I also think about the extremes. There are the photo-art shamans and gurus out there doing their thing brilliantly with Instamatics and there are rank-and-file guys shooting rubbish with Hasselblads. We're all somewhere in between there. There are so many different levels to photography ranging from the extreme technical end such as exposure metering or the mechanical means for attaining the exposure value you believe to be correct to the mystical end of the spectrum where the art is made via composition and choosing that appropriate exposure value. Gear has little relevance to the subjective side of making art but it is certainly important to the objective side of technical mastery. It's simply pure coincidence that 90% of the cameras can capture 90% of the photographs. My Purdy paint brushes can apply paint to my house very nicely but I wouldn't use them to duplicate the Mona Lisa.

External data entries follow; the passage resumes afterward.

//! Keyword-context extraction
//!
//! Finds text nodes that mention a schedule type, widens each hit to its
//! enclosing block plus the blocks that follow it (up to the next heading),
//! and keeps the snippet that looks most like a schedule.

use crate::crawler::parser::{collect_text, is_block_element, is_stripped_element};
use crate::extraction::patterns::{
    appointment_pattern, day_pattern, distinct_matches, hours_per_pattern, schedule_pattern,
    squash_whitespace, time_pattern,
};
use crate::extraction::{ScheduleFinding, ScheduleType};
use scraper::node::Node;
use scraper::{ElementRef, Html};
use std::collections::HashSet;

/// Following sibling blocks folded into a snippet
const CONTEXT_SIBLINGS: usize = 5;

/// Longest schedule text kept
pub const MAX_SNIPPET_CHARS: usize = 1000;

const BASE_CONFIDENCE: u8 = 50;
const TIME_BONUS: u8 = 15;
const DAY_BONUS: u8 = 10;

/// Best keyword-context finding for one schedule type
pub fn extract_keyword(html: &str, schedule_type: ScheduleType) -> Option<ScheduleFinding> {
    let document = Html::parse_document(html);
    best_snippet(&document, schedule_type).map(|text| finding_from_text(&text, BASE_CONFIDENCE))
}

/// Runs keyword extraction for several types over one parse of the page
pub fn keyword_pass(html: &str, types: &[ScheduleType]) -> Vec<(ScheduleType, ScheduleFinding)> {
    let document = Html::parse_document(html);
    types
        .iter()
        .filter_map(|t| {
            best_snippet(&document, *t).map(|text| (*t, finding_from_text(&text, BASE_CONFIDENCE)))
        })
        .collect()
}

fn best_snippet(document: &Html, schedule_type: ScheduleType) -> Option<String> {
    let pattern = schedule_pattern(schedule_type);
    let mut seen = HashSet::new();
    let mut best: Option<(usize, String)> = None;

    for node in document.root_element().descendants() {
        let Node::Text(text) = node.value() else {
            continue;
        };
        if !pattern.is_match(text) {
            continue;
        }

        if node
            .ancestors()
            .filter_map(ElementRef::wrap)
            .any(|el| is_stripped_element(el.value().name()))
        {
            continue;
        }
        let Some(block) = node
            .ancestors()
            .filter_map(ElementRef::wrap)
            .find(|el| is_block_element(el.value().name()))
        else {
            continue;
        };
        if !seen.insert((*block).id()) {
            continue;
        }

        let text = snippet_text(block);
        if text.is_empty() {
            continue;
        }
        let score = snippet_score(&text);
        if best.as_ref().map_or(true, |(s, _)| score > *s) {
            best = Some((score, text));
        }
    }

    best.map(|(_, text)| text)
}

/// Text of a block and of the sibling blocks after it, stopping at a heading
fn snippet_text(block: ElementRef<'_>) -> String {
    let mut raw = String::new();
    collect_text(block, &mut raw);
    raw.push(' ');

    let mut taken = 0;
    for sibling in block.next_siblings().filter_map(ElementRef::wrap) {
        if taken == CONTEXT_SIBLINGS || is_heading(sibling.value().name()) {
            break;
        }
        if is_stripped_element(sibling.value().name()) {
            continue;
        }
        collect_text(sibling, &mut raw);
        raw.push(' ');
        taken += 1;
    }

    truncate_chars(&squash_whitespace(&raw), MAX_SNIPPET_CHARS)
}

fn is_heading(name: &str) -> bool {
    matches!(name, "h1" | "h2" | "h3" | "h4" | "h5" | "h6")
}

fn snippet_score(text: &str) -> usize {
    let mut score = text.chars().count().min(600) / 20;
    if time_pattern().is_match(text) {
        score += 30;
    }
    if appointment_pattern().is_match(text) {
        score += 20;
    }
    score
}

/// Structured finding for a snippet; `base` is the stage's floor confidence
pub(crate) fn finding_from_text(text: &str, base: u8) -> ScheduleFinding {
    let times = distinct_matches(time_pattern(), text);
    let days = distinct_matches(day_pattern(), text);
    let by_appointment = appointment_pattern().is_match(text);

    let mut confidence = base;
    if !times.is_empty() || by_appointment {
        confidence += TIME_BONUS;
    }
    if !days.is_empty() {
        confidence += DAY_BONUS;
    }

    let frequency = hours_per_pattern().find(text).map(|m| m.as_str().to_string());
    let schedule_text = match &frequency {
        Some(phrase) => phrase.clone(),
        None => text.to_string(),
    };

    ScheduleFinding {
        schedule_text,
        confidence,
        days,
        times,
        frequency,
    }
}

fn truncate_chars(text: &str, max: usize) -> String {
    match text.char_indices().nth(max) {
        Some((idx, _)) => text[..idx].trim_end().to_string(),
        None => text.to_string(),
    }
}
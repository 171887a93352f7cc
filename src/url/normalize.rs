use crate::UrlError;
use url::Url;

/// List of tracking query parameters to remove during normalization
const TRACKING_PARAMS: &[&str] = &[
    "utm_source",
    "utm_medium",
    "utm_campaign",
    "utm_term",
    "utm_content",
    "fbclid",
    "gclid",
    "mc_eid",
    "ref",
    "source",
];

/// Normalizes a URL before it is queued or requested
///
/// # Arguments
///
/// * `url_str` - An absolute URL
///
/// # Returns
///
/// The normalized URL, or a [`UrlError`] for malformed or non-HTTP(S) input
///
/// # Normalization Steps
///
/// 1. Parse the URL; reject if malformed or not HTTP(S)
/// 2. Lowercase the host, keeping any `www.` prefix since some sites only
///    answer on that host
/// 3. Normalize path:
///    - Remove dot segments (. and ..) and empty segments
///    - Remove trailing slash (except for root /)
/// 4. Remove fragment (everything after #)
/// 5. Remove tracking query parameters
/// 6. Sort remaining query parameters alphabetically
/// 7. Remove empty query string (trailing ?)
///
/// The scheme is kept as-is so plain-HTTP sites stay reachable. The result is
/// idempotent: normalizing a normalized URL returns it unchanged. Use
/// [`comparison_key`] to compare URLs across `www.` variants.
///
/// # Examples
///
/// ```
/// use schedule_scout::url::normalize_url;
///
/// let url = normalize_url("https://WWW.EXAMPLE.COM/page/?utm_source=x#top").unwrap();
/// assert_eq!(url.as_str(), "https://www.example.com/page");
/// ```
pub fn normalize_url(url_str: &str) -> Result<Url, UrlError> {
    let mut url = Url::parse(url_str.trim()).map_err(|e| UrlError::Parse(e.to_string()))?;

    if url.scheme() != "http" && url.scheme() != "https" {
        return Err(UrlError::InvalidScheme(format!(
            "Only HTTP and HTTPS schemes are supported, got: {}",
            url.scheme()
        )));
    }

    let host = url
        .host_str()
        .map(str::to_lowercase)
        .ok_or(UrlError::MissingDomain)?;
    url.set_host(Some(&host))
        .map_err(|e| UrlError::Malformed(format!("Failed to set host: {}", e)))?;

    let normalized_path = normalize_path(url.path());
    url.set_path(&normalized_path);

    url.set_fragment(None);

    if url.query().is_some() {
        let params = filter_and_sort_query_params(&url);
        if params.is_empty() {
            url.set_query(None);
        } else {
            url.query_pairs_mut().clear().extend_pairs(params);
        }
    }

    Ok(url)
}

/// Normalizes a site base URL into the discovery cache key
///
/// Forces the scheme to https, lowercases the host, strips `www.`, drops the
/// query and fragment, and removes any trailing slash. A bare host such as
/// `example.org` is accepted.
///
/// ```
/// use schedule_scout::url::normalize_base_url;
///
/// assert_eq!(normalize_base_url("http://www.Example.org/").unwrap(), "https://example.org");
/// ```
pub fn normalize_base_url(input: &str) -> Result<String, UrlError> {
    let trimmed = input.trim();
    let with_scheme = if trimmed.contains("://") {
        trimmed.to_string()
    } else {
        format!("https://{}", trimmed)
    };

    let url = Url::parse(&with_scheme).map_err(|e| UrlError::Parse(e.to_string()))?;
    if url.scheme() != "http" && url.scheme() != "https" {
        return Err(UrlError::InvalidScheme(url.scheme().to_string()));
    }

    let host = url
        .host_str()
        .map(strip_www)
        .ok_or(UrlError::MissingDomain)?;
    let port = url.port().map(|p| format!(":{}", p)).unwrap_or_default();
    let path = normalize_path(url.path());
    let path = path.trim_end_matches('/');

    Ok(format!("https://{}{}{}", host, port, path))
}

/// De-duplication key for a normalized URL
///
/// The URL with any `www.` host prefix removed, so `https://www.stmary.org/mass`
/// and `https://stmary.org/mass` compare equal. Input that does not parse is
/// returned unchanged.
///
/// # Arguments
///
/// * `url` - A URL, normally already passed through [`normalize_url`]
///
/// # Returns
///
/// The comparison key; never used as a request target
pub fn comparison_key(url: &str) -> String {
    let Ok(mut parsed) = Url::parse(url) else {
        return url.to_string();
    };
    let Some(host) = parsed.host_str().map(strip_www) else {
        return url.to_string();
    };
    if parsed.set_host(Some(&host)).is_err() {
        return url.to_string();
    }
    parsed.to_string()
}

fn strip_www(host: &str) -> String {
    let lower = host.to_lowercase();
    match lower.strip_prefix("www.") {
        Some(rest) if !rest.is_empty() => rest.to_string(),
        _ => lower,
    }
}

/// Normalizes a URL path by removing dot segments and trailing slashes
fn normalize_path(path: &str) -> String {
    let mut segments: Vec<&str> = Vec::new();

    for segment in path.split('/') {
        match segment {
            "" | "." => continue,
            ".." => {
                segments.pop();
            }
            _ => segments.push(segment),
        }
    }

    if segments.is_empty() {
        return "/".to_string();
    }

    format!("/{}", segments.join("/"))
}

/// Filters out tracking parameters and sorts remaining query parameters
fn filter_and_sort_query_params(url: &Url) -> Vec<(String, String)> {
    let mut params: Vec<(String, String)> = url
        .query_pairs()
        .filter(|(key, _)| !is_tracking_param(key))
        .map(|(k, v)| (k.into_owned(), v.into_owned()))
        .collect();

    params.sort();
    params
}

fn is_tracking_param(key: &str) -> bool {
    TRACKING_PARAMS.contains(&key) || key.starts_with("utm_")
}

I guess my question though is what's wrong with photographers being interested in the gear they use? I own at least ten different hammers ranging from a tack hammer to two different sledgehammers to a wire wheel knock-off hammer for my MG Midget. Could a master mechanic remove a wheel knock-off from my MG using a tack hammer? I have five or six different circular saw blades in my workshop plus at least four different handsaws. You must actually use both crosscut and ripping handsaws to understand the differences between them and the need for having both available. Can a fine cabinetry carpenter create high quality furniture using nothing more than a coping saw? Would he or she want to do so? I use crosscut and ripping handsaws plus a back saw, coping saw, and a wonderful Japanese pull saw. And those are all just for wood. My wife and I have collected maybe a couple dozen board games over the past 25 years. Who wants to play the same board game on every rainy or snowy evening for the rest of their lives? Why would I not be interested in different types of camera gear for my needs? Am I ever going to make a huge lateral trade on camera gear such as moving to Canon? Nope. No ill will toward someone who does though. It sure seems like this is a question of breadth vs. depth in our interests in photography and I wonder if the folks following the "it's not the camera..." philosophy are more highly focused on one style of photography, portraiture for example, than I. Let's just say there are a lot of nicely captured daylight landscape shots out there and it's not really due to the camera gear being used.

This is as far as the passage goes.